Stored data entries:

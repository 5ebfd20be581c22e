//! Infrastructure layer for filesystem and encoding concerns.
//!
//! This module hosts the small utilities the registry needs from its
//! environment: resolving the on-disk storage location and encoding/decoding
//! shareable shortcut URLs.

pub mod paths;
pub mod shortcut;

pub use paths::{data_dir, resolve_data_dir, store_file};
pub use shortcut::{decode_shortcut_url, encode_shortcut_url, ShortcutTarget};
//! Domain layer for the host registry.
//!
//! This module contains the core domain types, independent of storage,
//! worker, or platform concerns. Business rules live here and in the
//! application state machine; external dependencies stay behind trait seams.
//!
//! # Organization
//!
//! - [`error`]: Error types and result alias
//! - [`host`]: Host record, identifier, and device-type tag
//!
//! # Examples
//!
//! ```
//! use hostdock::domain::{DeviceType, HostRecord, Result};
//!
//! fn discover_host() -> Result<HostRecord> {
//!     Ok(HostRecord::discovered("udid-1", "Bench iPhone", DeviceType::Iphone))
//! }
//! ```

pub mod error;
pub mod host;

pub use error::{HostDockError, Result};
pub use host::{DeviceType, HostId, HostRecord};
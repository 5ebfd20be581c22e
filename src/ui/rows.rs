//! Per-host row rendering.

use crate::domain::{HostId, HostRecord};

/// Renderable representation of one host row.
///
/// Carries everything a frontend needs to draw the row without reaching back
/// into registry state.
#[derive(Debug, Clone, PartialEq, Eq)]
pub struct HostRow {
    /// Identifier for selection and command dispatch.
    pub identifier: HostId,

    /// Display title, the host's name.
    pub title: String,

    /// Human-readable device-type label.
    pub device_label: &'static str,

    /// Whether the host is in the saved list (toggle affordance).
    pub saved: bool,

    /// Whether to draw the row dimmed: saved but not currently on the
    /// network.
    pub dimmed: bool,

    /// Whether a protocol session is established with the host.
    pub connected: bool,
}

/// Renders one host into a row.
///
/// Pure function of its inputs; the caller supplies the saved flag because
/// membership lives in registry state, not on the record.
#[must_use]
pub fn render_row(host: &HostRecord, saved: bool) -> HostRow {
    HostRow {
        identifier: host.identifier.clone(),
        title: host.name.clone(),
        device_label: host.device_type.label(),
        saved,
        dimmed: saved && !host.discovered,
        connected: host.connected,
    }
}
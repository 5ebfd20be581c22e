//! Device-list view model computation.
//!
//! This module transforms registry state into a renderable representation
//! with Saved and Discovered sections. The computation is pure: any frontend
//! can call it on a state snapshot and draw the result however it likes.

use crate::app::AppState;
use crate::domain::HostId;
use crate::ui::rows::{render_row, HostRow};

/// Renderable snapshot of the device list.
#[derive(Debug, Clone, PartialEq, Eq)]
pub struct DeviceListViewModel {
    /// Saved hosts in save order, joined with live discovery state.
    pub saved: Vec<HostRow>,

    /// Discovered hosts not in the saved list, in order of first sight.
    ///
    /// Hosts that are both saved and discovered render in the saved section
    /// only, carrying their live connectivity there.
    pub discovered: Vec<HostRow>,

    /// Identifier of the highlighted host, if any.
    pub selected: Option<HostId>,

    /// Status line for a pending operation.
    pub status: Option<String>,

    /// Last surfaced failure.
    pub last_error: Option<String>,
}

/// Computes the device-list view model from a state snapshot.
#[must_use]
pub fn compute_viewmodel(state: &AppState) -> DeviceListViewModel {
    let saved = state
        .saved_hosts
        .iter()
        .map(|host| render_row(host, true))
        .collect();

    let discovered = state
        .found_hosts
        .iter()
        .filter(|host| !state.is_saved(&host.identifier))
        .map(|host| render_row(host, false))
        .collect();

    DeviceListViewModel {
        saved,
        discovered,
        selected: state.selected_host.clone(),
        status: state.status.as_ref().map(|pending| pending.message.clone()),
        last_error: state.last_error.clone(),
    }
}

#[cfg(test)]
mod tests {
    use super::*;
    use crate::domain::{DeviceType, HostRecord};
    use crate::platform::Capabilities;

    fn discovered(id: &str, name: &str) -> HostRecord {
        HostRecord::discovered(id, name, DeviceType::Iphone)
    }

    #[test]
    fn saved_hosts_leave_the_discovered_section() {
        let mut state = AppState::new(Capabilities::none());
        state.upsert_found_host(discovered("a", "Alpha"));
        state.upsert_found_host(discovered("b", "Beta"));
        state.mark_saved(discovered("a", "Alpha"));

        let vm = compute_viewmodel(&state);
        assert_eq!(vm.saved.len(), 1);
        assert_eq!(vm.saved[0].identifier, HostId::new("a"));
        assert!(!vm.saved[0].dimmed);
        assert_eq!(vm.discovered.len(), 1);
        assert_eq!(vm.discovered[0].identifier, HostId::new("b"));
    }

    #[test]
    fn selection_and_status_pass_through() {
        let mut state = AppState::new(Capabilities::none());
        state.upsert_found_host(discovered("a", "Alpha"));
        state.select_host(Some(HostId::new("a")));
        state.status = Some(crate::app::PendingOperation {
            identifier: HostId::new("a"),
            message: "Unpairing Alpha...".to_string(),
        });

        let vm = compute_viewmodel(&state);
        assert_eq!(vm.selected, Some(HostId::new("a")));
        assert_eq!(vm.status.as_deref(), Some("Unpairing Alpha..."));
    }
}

==

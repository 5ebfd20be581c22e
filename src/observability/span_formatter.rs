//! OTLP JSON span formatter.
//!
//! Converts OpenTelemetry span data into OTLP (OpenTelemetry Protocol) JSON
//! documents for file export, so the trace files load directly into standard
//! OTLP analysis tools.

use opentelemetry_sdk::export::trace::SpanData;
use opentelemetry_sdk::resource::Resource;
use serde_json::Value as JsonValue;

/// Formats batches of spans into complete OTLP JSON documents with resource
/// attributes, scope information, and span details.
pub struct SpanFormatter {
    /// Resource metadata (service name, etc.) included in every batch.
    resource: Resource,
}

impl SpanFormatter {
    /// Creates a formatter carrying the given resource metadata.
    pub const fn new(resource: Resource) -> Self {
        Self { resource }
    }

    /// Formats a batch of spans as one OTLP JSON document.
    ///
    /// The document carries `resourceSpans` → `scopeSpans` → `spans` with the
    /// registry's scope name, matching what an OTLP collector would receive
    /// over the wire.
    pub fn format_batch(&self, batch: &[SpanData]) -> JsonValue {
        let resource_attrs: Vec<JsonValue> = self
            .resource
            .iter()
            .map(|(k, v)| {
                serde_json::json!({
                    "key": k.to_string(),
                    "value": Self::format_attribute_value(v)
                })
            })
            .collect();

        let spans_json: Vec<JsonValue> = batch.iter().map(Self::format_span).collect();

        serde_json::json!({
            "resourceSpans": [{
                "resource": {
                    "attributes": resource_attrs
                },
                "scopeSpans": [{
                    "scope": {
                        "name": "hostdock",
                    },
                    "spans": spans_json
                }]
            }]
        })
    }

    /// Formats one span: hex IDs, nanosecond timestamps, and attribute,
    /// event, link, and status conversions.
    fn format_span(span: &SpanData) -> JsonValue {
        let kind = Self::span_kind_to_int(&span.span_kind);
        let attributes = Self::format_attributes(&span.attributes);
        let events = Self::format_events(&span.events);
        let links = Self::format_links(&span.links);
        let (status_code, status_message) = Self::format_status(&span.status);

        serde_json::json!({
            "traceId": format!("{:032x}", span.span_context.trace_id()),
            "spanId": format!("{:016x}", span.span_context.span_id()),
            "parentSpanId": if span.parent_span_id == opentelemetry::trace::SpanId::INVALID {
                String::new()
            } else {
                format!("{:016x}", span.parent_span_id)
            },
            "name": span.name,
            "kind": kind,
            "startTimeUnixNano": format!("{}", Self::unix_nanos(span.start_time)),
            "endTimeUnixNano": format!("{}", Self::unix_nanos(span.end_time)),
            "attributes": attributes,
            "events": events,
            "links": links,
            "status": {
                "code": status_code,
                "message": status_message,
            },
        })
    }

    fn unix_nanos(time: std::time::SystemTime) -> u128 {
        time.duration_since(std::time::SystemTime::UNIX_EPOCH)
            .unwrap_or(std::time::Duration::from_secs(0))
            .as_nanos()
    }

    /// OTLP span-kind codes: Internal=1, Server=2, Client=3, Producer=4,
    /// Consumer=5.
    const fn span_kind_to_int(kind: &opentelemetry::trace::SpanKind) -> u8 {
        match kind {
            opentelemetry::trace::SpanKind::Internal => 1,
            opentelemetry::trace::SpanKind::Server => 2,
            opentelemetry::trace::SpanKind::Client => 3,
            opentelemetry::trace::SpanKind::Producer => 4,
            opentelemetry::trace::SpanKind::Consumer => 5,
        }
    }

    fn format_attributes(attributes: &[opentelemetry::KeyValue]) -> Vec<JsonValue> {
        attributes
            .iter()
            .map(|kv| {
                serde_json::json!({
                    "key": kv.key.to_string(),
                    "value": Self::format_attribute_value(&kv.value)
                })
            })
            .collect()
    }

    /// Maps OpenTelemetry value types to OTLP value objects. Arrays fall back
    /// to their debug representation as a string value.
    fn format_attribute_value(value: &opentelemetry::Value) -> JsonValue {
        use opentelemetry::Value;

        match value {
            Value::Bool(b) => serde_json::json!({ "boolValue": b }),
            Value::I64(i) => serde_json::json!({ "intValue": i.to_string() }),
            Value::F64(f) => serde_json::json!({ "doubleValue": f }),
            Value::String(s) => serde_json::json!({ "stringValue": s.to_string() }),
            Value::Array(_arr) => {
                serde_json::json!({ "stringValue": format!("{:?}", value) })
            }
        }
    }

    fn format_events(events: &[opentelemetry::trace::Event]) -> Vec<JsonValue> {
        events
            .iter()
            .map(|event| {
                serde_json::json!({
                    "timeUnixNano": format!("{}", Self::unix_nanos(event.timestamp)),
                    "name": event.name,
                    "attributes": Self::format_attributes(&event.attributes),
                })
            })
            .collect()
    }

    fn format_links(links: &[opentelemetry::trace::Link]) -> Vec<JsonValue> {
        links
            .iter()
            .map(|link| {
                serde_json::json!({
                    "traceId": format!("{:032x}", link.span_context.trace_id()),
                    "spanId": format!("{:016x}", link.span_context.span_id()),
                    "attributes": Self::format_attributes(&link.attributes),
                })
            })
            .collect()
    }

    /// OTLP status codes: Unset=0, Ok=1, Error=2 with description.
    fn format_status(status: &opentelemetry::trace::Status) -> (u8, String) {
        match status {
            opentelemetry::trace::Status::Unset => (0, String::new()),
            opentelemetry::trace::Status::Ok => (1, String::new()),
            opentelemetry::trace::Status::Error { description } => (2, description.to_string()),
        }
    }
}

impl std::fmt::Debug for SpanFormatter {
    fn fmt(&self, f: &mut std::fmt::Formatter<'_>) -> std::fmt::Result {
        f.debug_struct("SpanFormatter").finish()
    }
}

* * *

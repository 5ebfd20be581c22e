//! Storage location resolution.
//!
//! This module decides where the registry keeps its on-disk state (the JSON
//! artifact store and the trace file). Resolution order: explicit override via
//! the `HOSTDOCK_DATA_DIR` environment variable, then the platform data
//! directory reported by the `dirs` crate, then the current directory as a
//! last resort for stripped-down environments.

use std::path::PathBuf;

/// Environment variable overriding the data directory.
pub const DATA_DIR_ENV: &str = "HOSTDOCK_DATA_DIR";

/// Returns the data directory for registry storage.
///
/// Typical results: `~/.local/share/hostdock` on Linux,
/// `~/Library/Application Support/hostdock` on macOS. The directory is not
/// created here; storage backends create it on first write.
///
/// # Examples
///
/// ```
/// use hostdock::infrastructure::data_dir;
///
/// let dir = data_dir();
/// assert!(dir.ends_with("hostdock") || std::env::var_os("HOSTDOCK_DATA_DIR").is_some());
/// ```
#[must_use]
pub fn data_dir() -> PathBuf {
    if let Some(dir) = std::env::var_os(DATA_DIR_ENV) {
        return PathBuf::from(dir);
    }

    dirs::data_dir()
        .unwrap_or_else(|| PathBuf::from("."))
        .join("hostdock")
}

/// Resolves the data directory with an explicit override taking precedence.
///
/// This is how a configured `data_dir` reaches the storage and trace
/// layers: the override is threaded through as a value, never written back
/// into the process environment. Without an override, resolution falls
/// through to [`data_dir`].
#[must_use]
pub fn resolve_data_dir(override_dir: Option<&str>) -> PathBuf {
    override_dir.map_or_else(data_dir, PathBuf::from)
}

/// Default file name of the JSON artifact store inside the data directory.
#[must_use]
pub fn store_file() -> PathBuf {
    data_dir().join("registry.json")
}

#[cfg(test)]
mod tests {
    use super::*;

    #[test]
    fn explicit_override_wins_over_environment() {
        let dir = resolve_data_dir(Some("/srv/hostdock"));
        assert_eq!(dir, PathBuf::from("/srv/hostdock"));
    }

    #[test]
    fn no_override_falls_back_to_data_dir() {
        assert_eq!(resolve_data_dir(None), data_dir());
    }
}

● **YOUR INSTRUCTIONS**
Which lines above run from the one containing "the platform data" down to the one containing "pub const DATA_DIR_ENV: &str"? Repeat exactly those, both ends included, and nothing else.

● **SOLUTION TO THE EXERCISE**
//! the `HOSTDOCK_DATA_DIR` environment variable, then the platform data
//! directory reported by the `dirs` crate, then the current directory as a
//! last resort for stripped-down environments.

use std::path::PathBuf;

/// Environment variable overriding the data directory.
pub const DATA_DIR_ENV: &str = "HOSTDOCK_DATA_DIR";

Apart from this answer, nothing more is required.